A dipper sometimes forages under ice.
I believe I know when and why it does so.
The odd thing about this, is that I have often watched a dipper stand on the border ice along a creek, dive into the open waters in the middle, retrieve something, and bring it back to the ice to eat. But, I had never seen one dive into the water and then turn to forage under the ice it had been standing upon. Why would a dipper do this?
The insight for me started last November when Liv Grant wrote me about dippers in connection with a nature film, “it is quite surprising to see a bird which is not a penguin swimming under ice!” I responded that I had never seen a dipper do this. Then four days ago, I posted about a Common Goldeneye foraging under ice and mentioned the problem with dippers. Two observers, Derek Kite and Bob Stubbs, then wrote me separately to say they had seen a dipper forage under ice. Superb. But, what occasioned the difference between the dipper’s behaviour during their observations and my own earlier ones?
We have now had a succession of days with temperatures of between -15 °C and -10 °C. Local creeks are icy, so yesterday, I went dipper watching. This time, the dipper was seen repeatedly foraging under border ice and I realized when and why they do so.
First, there is a discussion of the dipper’s behaviour, and then an explanation of it.
A dipper stands on border ice and is about to swallow an aquatic arthropod that it had retrieved from the bottom of the creek.
The dipper stands on the edge of the border ice about to dive.

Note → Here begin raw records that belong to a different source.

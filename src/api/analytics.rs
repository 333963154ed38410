use actix_web::{web, HttpResponse};
use chrono::{Datelike, Utc};
use serde::Deserialize;

use super::identity::Identity;
use super::{ApiError, AppState};

// ============================================================================
// Analytics Handlers - Reporting Endpoints (Admin Only)
// ============================================================================

#[derive(Debug, Deserialize)]
pub struct LimitQuery {
    pub limit: Option<usize>,
}

#[derive(Debug, Deserialize)]
pub struct YearQuery {
    pub year: Option<i32>,
}

pub async fn top_products(
    state: web::Data<AppState>,
    identity: Identity,
    query: web::Query<LimitQuery>,
) -> Result<HttpResponse, ApiError> {
    identity.require_admin()?;
    let data = state.reports.top_products(query.limit);
    Ok(HttpResponse::Ok().json(serde_json::json!({ "success": true, "data": data })))
}

pub async fn revenue_by_country(
    state: web::Data<AppState>,
    identity: Identity,
    query: web::Query<LimitQuery>,
) -> Result<HttpResponse, ApiError> {
    identity.require_admin()?;
    let data = state.reports.revenue_by_country(query.limit);
    Ok(HttpResponse::Ok().json(serde_json::json!({ "success": true, "data": data })))
}

pub async fn revenue_by_month(
    state: web::Data<AppState>,
    identity: Identity,
    query: web::Query<YearQuery>,
) -> Result<HttpResponse, ApiError> {
    identity.require_admin()?;
    let year = query.year.unwrap_or_else(|| Utc::now().year());
    let data = state.reports.revenue_by_month(year);
    Ok(HttpResponse::Ok().json(serde_json::json!({ "success": true, "year": year, "data": data })))
}

pub async fn customer_segments(
    state: web::Data<AppState>,
    identity: Identity,
) -> Result<HttpResponse, ApiError> {
    identity.require_admin()?;
    let data = state.reports.customer_segments();
    Ok(HttpResponse::Ok().json(serde_json::json!({ "success": true, "data": data })))
}

pub async fn inventory_turnover(
    state: web::Data<AppState>,
    identity: Identity,
) -> Result<HttpResponse, ApiError> {
    identity.require_admin()?;
    let data = state.reports.inventory_turnover(Utc::now());
    Ok(HttpResponse::Ok().json(serde_json::json!({ "success": true, "data": data })))
}
use actix_web::{web, HttpResponse};
use serde::Deserialize;

use crate::domain::account::{Role, User};

use super::identity::Identity;
use super::pagination::{paginate, PageQuery};
use super::{ApiError, AppState};

// ============================================================================
// User Handlers - Registration and Listing
// ============================================================================

#[derive(Debug, Deserialize)]
pub struct RegisterRequest {
    pub email: String,
    /// Stored opaquely; credential hashing policy is owned by the caller
    /// of this service, not by the engine.
    pub password_hash: String,
    #[serde(default)]
    pub country: String,
}

pub async fn register(
    state: web::Data<AppState>,
    body: web::Json<RegisterRequest>,
) -> Result<HttpResponse, ApiError> {
    let body = body.into_inner();
    let user = User::new(body.email, body.password_hash, Role::User, body.country)?;
    state.store.transaction(|txn| txn.insert_user(user.clone()))?;

    tracing::info!(user_id = %user.id, "User registered");
    Ok(HttpResponse::Created().json(serde_json::json!({ "success": true, "user": user })))
}

pub async fn list(
    state: web::Data<AppState>,
    identity: Identity,
    query: web::Query<PageQuery>,
) -> Result<HttpResponse, ApiError> {
    identity.require_admin()?;
    let users = state.store.list_users();
    Ok(HttpResponse::Ok().json(paginate(users, &query)))
}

It would then dive in, but promptly turn and swim under the border ice it had been on.
Finding something under the ice, the dipper brings it to the surface and eats it. It looks rather like a caddisfly larva.
The dipper did this over and over (for as long as I was willing to watch it). Here it can be seen swimming under some really thin ice. Once I saw it travel at least two metres under the ice. It almost always found something worth retrieving and eating.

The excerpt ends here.